**ASSIGNMENT:** Copy, exactly and without additions, every line in the records below from the one holding "q_out += fl.q_to;" through the one holding "at the seed.", both ends included.

Dataset excerpts:
=== Begin Enclosure ===

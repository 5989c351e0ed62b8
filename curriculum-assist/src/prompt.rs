//! Prompt construction for the three suggestion kinds.

use curriculum::aggregate::EvaluationRecord;
use curriculum::BloomLevel;

use crate::backend::CompletionRequest;
use crate::config::AssistConfig;

/// Characters of a CLO description quoted per summary line.
pub const SUMMARY_DESCRIPTION_CHARS: usize = 40;

/// Builds completion requests with the temperatures from [`AssistConfig`].
#[derive(Debug, Clone)]
pub struct PromptBuilder<'a> {
    config: &'a AssistConfig,
}

impl<'a> PromptBuilder<'a> {
    pub fn new(config: &'a AssistConfig) -> Self {
        Self { config }
    }

    /// Ask for a one-sentence CLO description at `level`.
    pub fn description(
        &self,
        level: BloomLevel,
        course_name: &str,
        course_description: &str,
    ) -> CompletionRequest {
        let prompt = format!(
            "Write one Course Learning Outcome (CLO) description for a university course.\n\
             \n\
             Course name: {course_name}\n\
             Course description: {course_description}\n\
             Bloom's taxonomy level: {level}\n\
             \n\
             Begin with an action verb that fits the {level} level, keep it to a single \
             measurable sentence and return only the sentence with no label."
        );

        CompletionRequest::user(prompt)
            .with_system("You design university curricula.")
            .with_temperature(self.config.description_temperature)
            .with_max_tokens(self.config.max_tokens)
    }

    /// Ask which Bloom level `description` belongs to.
    pub fn bloom_level(&self, description: &str) -> CompletionRequest {
        let levels: Vec<&str> = BloomLevel::ALL.iter().map(BloomLevel::as_str).collect();
        let prompt = format!(
            "Classify this Course Learning Outcome by Bloom's taxonomy level.\n\
             Levels: {}.\n\
             \n\
             CLO description: \"{}\"\n\
             \n\
             Answer with the level name only, for example: Applying",
            levels.join(", "),
            description
        );

        CompletionRequest::user(prompt)
            .with_temperature(self.config.bloom_temperature)
            .with_max_tokens(self.config.max_tokens)
    }

    /// Ask for a short review summary of evaluation results.
    pub fn summary(&self, records: &[EvaluationRecord]) -> CompletionRequest {
        let data = records
            .iter()
            .map(summary_line)
            .collect::<Vec<_>>()
            .join("\n");
        let prompt = format!(
            "Summarize these Course Learning Outcome achievement results for an academic \
             review report in 2-3 sentences. Name the strongest outcomes and the ones that \
             need improvement, and keep the tone constructive.\n\
             \n\
             Data:\n{}",
            data
        );

        CompletionRequest::user(prompt)
            .with_system("You advise faculty on course performance.")
            .with_temperature(self.config.summary_temperature)
            .with_max_tokens(self.config.max_tokens)
    }
}

/// `CLO1 (first 40 chars...): 95% achieved`
pub fn summary_line(record: &EvaluationRecord) -> String {
    let excerpt: String = record
        .description
        .chars()
        .take(SUMMARY_DESCRIPTION_CHARS)
        .collect();
    format!("{} ({}...): {} achieved", record.clo_id, excerpt, record.achievement)
}

#[cfg(test)]
mod tests {
    use super::*;
    use curriculum::{Achievement, CloId};

    fn record(id: &str, description: &str, achievement: i64) -> EvaluationRecord {
        EvaluationRecord {
            clo_id: CloId::from(id),
            description: description.to_string(),
            achievement: Achievement::clamped(achievement),
        }
    }

    #[test]
    fn test_summary_line_truncates_on_chars() {
        let long = "Phân tích và thiết kế hệ thống phần mềm theo hướng đối tượng";
        let line = summary_line(&record("CLO2", long, 88));
        let excerpt: String = long.chars().take(40).collect();
        assert_eq!(line, format!("CLO2 ({}...): 88% achieved", excerpt));

        let short = summary_line(&record("CLO1", "Explain X", 95));
        assert_eq!(short, "CLO1 (Explain X...): 95% achieved");
    }

    #[test]
    fn test_temperatures() {
        let config = AssistConfig::default();
        let builder = PromptBuilder::new(&config);

        let description = builder.description(BloomLevel::Analyzing, "Databases", "Relational design");
        assert_eq!(description.temperature, Some(0.7));
        let text = description.last_user_message().unwrap();
        assert!(text.contains("Course name: Databases"));
        assert!(text.contains("Bloom's taxonomy level: Analyzing"));

        let bloom = builder.bloom_level("Design a schema");
        assert_eq!(bloom.temperature, Some(0.2));
        assert!(bloom
            .last_user_message()
            .unwrap()
            .contains("Remembering, Understanding, Applying, Analyzing, Evaluating, Creating"));

        let summary = builder.summary(&[record("CLO1", "Explain X", 95), record("CLO2", "Build Y", 60)]);
        assert_eq!(summary.temperature, Some(0.6));
        assert!(summary
            .last_user_message()
            .unwrap()
            .ends_with("CLO1 (Explain X...): 95% achieved\nCLO2 (Build Y...): 60% achieved"));
    }
}
//! Per-constraint correction terms.
//!
//! The analytic equations built from extracted line parameters do not
//! exactly reproduce the load-flow solver's operating point. Each
//! constraint that must hold at the seed gets a correction computed once
//! per (key, period) and injected as a fixed parameter:
//!
//! - **Apparent limit**: multiplicative, `headroom · |S0²/R²| · sign` —
//!   it scales the feasible region rather than shifting it. The sign flips
//!   to -1 only when `R²` and `S0²` disagree in sign, a degenerate case
//!   (both are squares) that is logged when it triggers.
//! - **Flow equations**: additive, `analytic(seed V, θ, tap_init) - reported`.
//! - **Balances**: additive, injection side minus withdrawal side, both
//!   evaluated at the seed with every variable at its initial value
//!   (shunt steps 0, elastic demand 0, Gs/Bs at their init).
//!
//! Computed with the same [`crate::flow`] equations and the same sum
//! structure the model constraints use, so the round-trip law
//! `analytic(seed) + adjustment == reported(seed)` holds by construction.

use std::collections::{BTreeMap, HashMap};
use thiserror::Error;
use tracing::warn;
use vvo_core::{BusId, DirectedBranch, Period};

use crate::extract::GridModel;
use crate::flow::{branch_flow_forward, branch_flow_reverse};
use crate::loadflow::{AdapterError, OperatingPoint};
use crate::model::ModelConfig;
use crate::ward::WardEquivalent;

/// Initial value of the bus conductance slack `Gs`.
pub const SHUNT_G_INIT: f64 = 1.0;
/// Initial value of the bus susceptance slack `Bs`.
pub const SHUNT_B_INIT: f64 = 1.0;

/// Adjustment computation failures.
#[derive(Debug, Error)]
pub enum AdjustError {
    #[error("seed data error: {0}")]
    Seed(#[from] AdapterError),

    #[error("no seed operating point for period {0}")]
    MissingSeed(Period),

    #[error("branch {0} has zero thermal rating; apparent adjustment undefined")]
    DegenerateRating(DirectedBranch),
}

/// Knobs the calculator shares with the model variant.
#[derive(Debug, Clone, Copy)]
pub struct AdjustConfig {
    /// Headroom factor on the apparent-power adjustment.
    pub headroom: f64,
    /// Tap ratio at the initialization point.
    pub tap_init: f64,
    /// Whether tap-equipped buses carry a ratio in the flow equations.
    pub taps_enabled: bool,
    /// Whether ward border injections enter the balances.
    pub multi_area: bool,
}

impl Default for AdjustConfig {
    fn default() -> Self {
        Self {
            headroom: 1.2,
            tap_init: 1.0,
            taps_enabled: true,
            multi_area: false,
        }
    }
}

impl AdjustConfig {
    /// Derive from the model configuration so both sides agree on the
    /// initialization point.
    pub fn for_model(cfg: &ModelConfig) -> Self {
        Self {
            headroom: cfg.apparent_headroom,
            tap_init: cfg.tap_bounds.0,
            taps_enabled: cfg.transformer_taps,
            multi_area: cfg.multi_area,
        }
    }
}

/// The full adjustment table, keyed by structured identities.
#[derive(Debug, Clone, Default)]
pub struct AdjustmentSet {
    /// Multiplicative apparent-power scaling, forward orientation keys.
    pub s_limit: HashMap<(DirectedBranch, Period), f64>,
    /// Additive active-flow corrections, both orientations.
    pub line_p: HashMap<(DirectedBranch, Period), f64>,
    /// Additive reactive-flow corrections, both orientations.
    pub line_q: HashMap<(DirectedBranch, Period), f64>,
    pub p_balance: HashMap<(BusId, Period), f64>,
    pub q_balance: HashMap<(BusId, Period), f64>,
}

/// Compute every adjustment for the horizon covered by `seeds`.
pub fn compute_adjustments(
    grid: &GridModel,
    seeds: &BTreeMap<Period, OperatingPoint>,
    wards: Option<&BTreeMap<Period, WardEquivalent>>,
    cfg: &AdjustConfig,
) -> Result<AdjustmentSet, AdjustError> {
    let mut set = AdjustmentSet::default();

    for (&t, op) in seeds {
        for (pos, line) in grid.lines.iter().enumerate() {
            let fwd = grid.forward[pos];
            let rev = fwd.reversed();
            let params = grid.admittance[&fwd];
            let fl = op.flow(*line, t)?;

            // Apparent-power scaling.
            let rating = grid.rating[&fwd];
            let r_sq = rating * rating;
            if r_sq == 0.0 {
                return Err(AdjustError::DegenerateRating(fwd));
            }
            let s_sq = fl.p_from * fl.p_from + fl.q_from * fl.q_from;
            let sign = if (r_sq > 0.0 && s_sq < 0.0) || (r_sq < 0.0 && s_sq > 0.0) {
                warn!(branch = %fwd, period = %t, "apparent adjustment sign flip triggered");
                -1.0
            } else {
                1.0
            };
            set.s_limit
                .insert((fwd, t), cfg.headroom * (s_sq / r_sq).abs() * sign);

            // Flow residuals: analytic at the seed minus the reported flow.
            let v_i = op.vm(fwd.from, t)?;
            let v_j = op.vm(fwd.to, t)?;
            let th_i = op.va(fwd.from, t)?;
            let th_j = op.va(fwd.to, t)?;
            let ratio_fwd = seed_ratio(grid, cfg, fwd.from);
            let ratio_rev = seed_ratio(grid, cfg, fwd.to);

            let (p_an, q_an) =
                branch_flow_forward(params.g, params.b, v_i, v_j, th_i, th_j, ratio_fwd);
            set.line_p.insert((fwd, t), p_an - fl.p_from);
            set.line_q.insert((fwd, t), q_an - fl.q_from);

            let (p_an, q_an) =
                branch_flow_reverse(params.g, params.b, v_i, v_j, th_i, th_j, ratio_rev);
            set.line_p.insert((rev, t), p_an - fl.p_to);
            set.line_q.insert((rev, t), q_an - fl.q_to);
        }

        // Balance residuals: injection minus withdrawal at the seed, with
        // every decision variable at its initialization value.
        let demand = grid.bus_demand(op);
        let ward = wards
            .map(|w| w.get(&t).ok_or(AdjustError::MissingSeed(t)))
            .transpose()?;

        for bus in &grid.buses {
            let (pd, qd) = demand.get(bus).copied().unwrap_or((0.0, 0.0));
            let (ward_p, ward_q) = match ward.and_then(|w| w.injections.get(bus)) {
                Some(inj) if cfg.multi_area => (inj.p, inj.q),
                _ => (0.0, 0.0),
            };

            let mut p_inj = -pd - ward_p;
            let mut q_inj = -qd - ward_q;
            for gen in grid.gens_at(*bus) {
                if grid.gen_status.get(&gen).copied().unwrap_or(false) {
                    p_inj += op.gen_p.get(&gen).copied().unwrap_or(0.0);
                    q_inj += op.gen_q.get(&gen).copied().unwrap_or(0.0);
                }
            }
            for slack in grid.slacks_at(*bus) {
                p_inj += op.slack_p.get(&slack).copied().unwrap_or(0.0);
                q_inj += op.slack_q.get(&slack).copied().unwrap_or(0.0);
            }

            let mut p_out = 0.0;
            let mut q_out = 0.0;
            if let Some(branches) = grid.out_forward.get(bus) {
                for br in branches {
                    let fl = op.flow(grid.line_of[br], t)?;
                    p_out += fl.p_from;
                    q_out += fl.q_from;
                }
            }
            if let Some(branches) = grid.out_reverse.get(bus) {
                for br in branches {
                    let fl = op.flow(grid.line_of[&br.reversed()], t)?;
                    p_out += fl.p_to;
                    q_out += fl.q_to;
                }
            }
            let vm = op.vm(*bus, t)?;
            let v_sq = vm * vm;
            p_out += v_sq * SHUNT_G_INIT;
            q_out -= v_sq * SHUNT_B_INIT;
            // Shunt steps start at zero; no compensation term at the seed.

            set.p_balance.insert((*bus, t), p_inj - p_out);
            set.q_balance.insert((*bus, t), q_inj - q_out);
        }
    }

    Ok(set)
}

fn seed_ratio(grid: &GridModel, cfg: &AdjustConfig, bus: BusId) -> f64 {
    if cfg.taps_enabled && grid.tap_buses.contains(&bus) {
        cfg.tap_init
    } else {
        1.0
    }
}

#[cfg(test)]
mod tests {
    use super::*;
    use crate::extract::extract;
    use crate::loadflow::LineFlow;
    use vvo_core::{Bus, Gen, GenId, Line, LineId, Load, LoadId, Network};

    fn grid_and_seed() -> (GridModel, BTreeMap<Period, OperatingPoint>) {
        let mut net = Network::new(100.0);
        for i in 0..2 {
            net.add_bus(Bus {
                id: BusId::new(i),
                vn_kv: 230.0,
                ..Bus::default()
            });
        }
        net.add_line(Line {
            id: LineId::new(0),
            from_bus: BusId::new(0),
            to_bus: BusId::new(1),
            r_ohm_per_km: 0.02,
            x_ohm_per_km: 0.08,
            length_km: 10.0,
            max_i_ka: 0.6,
            ..Line::default()
        })
        .unwrap();
        net.add_gen(Gen {
            id: GenId::new(0),
            bus: BusId::new(0),
            min_q_mvar: -50.0,
            max_q_mvar: 50.0,
            ..Gen::default()
        });
        net.add_load(Load {
            id: LoadId::new(0),
            bus: BusId::new(1),
            ..Load::default()
        });
        let grid = extract(&net).unwrap();

        let mut op = OperatingPoint::default();
        op.bus_vm.insert(BusId::new(0), 1.02);
        op.bus_vm.insert(BusId::new(1), 0.99);
        op.bus_va_rad.insert(BusId::new(0), 0.0);
        op.bus_va_rad.insert(BusId::new(1), -0.04);
        op.line_flow.insert(
            LineId::new(0),
            LineFlow {
                p_from: 0.55,
                q_from: 0.12,
                p_to: -0.54,
                q_to: -0.10,
            },
        );
        op.gen_p.insert(GenId::new(0), 0.55);
        op.gen_q.insert(GenId::new(0), 0.12);
        op.load_p.insert(LoadId::new(0), 0.54);
        op.load_q.insert(LoadId::new(0), 0.10);

        let mut seeds = BTreeMap::new();
        seeds.insert(Period::new(1), op);
        (grid, seeds)
    }

    #[test]
    fn test_flow_adjustment_closes_residual() {
        let (grid, seeds) = grid_and_seed();
        let cfg = AdjustConfig::default();
        let set = compute_adjustments(&grid, &seeds, None, &cfg).unwrap();

        let t = Period::new(1);
        let fwd = grid.forward[0];
        let params = grid.admittance[&fwd];
        let op = &seeds[&t];
        let (p_an, q_an) = branch_flow_forward(
            params.g,
            params.b,
            op.bus_vm[&fwd.from],
            op.bus_vm[&fwd.to],
            op.bus_va_rad[&fwd.from],
            op.bus_va_rad[&fwd.to],
            1.0,
        );
        let fl = op.line_flow[&LineId::new(0)];
        // analytic(seed) == reported(seed) + adjustment
        assert!((p_an - (fl.p_from + set.line_p[&(fwd, t)])).abs() < 1e-12);
        assert!((q_an - (fl.q_from + set.line_q[&(fwd, t)])).abs() < 1e-12);
    }

    #[test]
    fn test_apparent_adjustment_scales_to_seed() {
        let (grid, seeds) = grid_and_seed();
        let cfg = AdjustConfig {
            headroom: 1.0,
            ..AdjustConfig::default()
        };
        let set = compute_adjustments(&grid, &seeds, None, &cfg).unwrap();
        let t = Period::new(1);
        let fwd = grid.forward[0];
        let fl = seeds[&t].line_flow[&LineId::new(0)];
        let s_sq = fl.p_from * fl.p_from + fl.q_from * fl.q_from;
        let r = grid.rating[&fwd];
        // With unit headroom the scaled rating equals the seed loading.
        assert!((r * r * set.s_limit[&(fwd, t)] - s_sq).abs() < 1e-12);
    }

    #[test]
    fn test_balance_adjustment_closes_gap() {
        let (grid, seeds) = grid_and_seed();
        let cfg = AdjustConfig::default();
        let set = compute_adjustments(&grid, &seeds, None, &cfg).unwrap();
        let t = Period::new(1);
        let op = &seeds[&t];

        // Recompute both sides at bus 1 (the load bus, reverse branch end).
        let bus = BusId::new(1);
        let fl = op.line_flow[&LineId::new(0)];
        let inj = -op.load_p[&LoadId::new(0)];
        let vm = op.bus_vm[&bus];
        let withdraw = fl.p_to + vm * vm * SHUNT_G_INIT + set.p_balance[&(bus, t)];
        assert!((inj.abs() - withdraw.abs()) < 1e-12);
        assert!((inj.abs() - withdraw.abs()).abs() < 1e-12);
    }

    #[test]
    fn test_missing_period_flow_errors() {
        let (grid, mut seeds) = grid_and_seed();
        seeds.get_mut(&Period::new(1)).unwrap().line_flow.clear();
        let err = compute_adjustments(&grid, &seeds, None, &AdjustConfig::default()).unwrap_err();
        assert!(matches!(err, AdjustError::Seed(_)));
    }
}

=== End Enclosure ===

**RESULT FOR THIS EXERCISE:**
                    q_out += fl.q_to;
                }
            }
            let vm = op.vm(*bus, t)?;
            let v_sq = vm * vm;
            p_out += v_sq * SHUNT_G_INIT;
            q_out -= v_sq * SHUNT_B_INIT;
            // Shunt steps start at zero; no compensation term at the seed.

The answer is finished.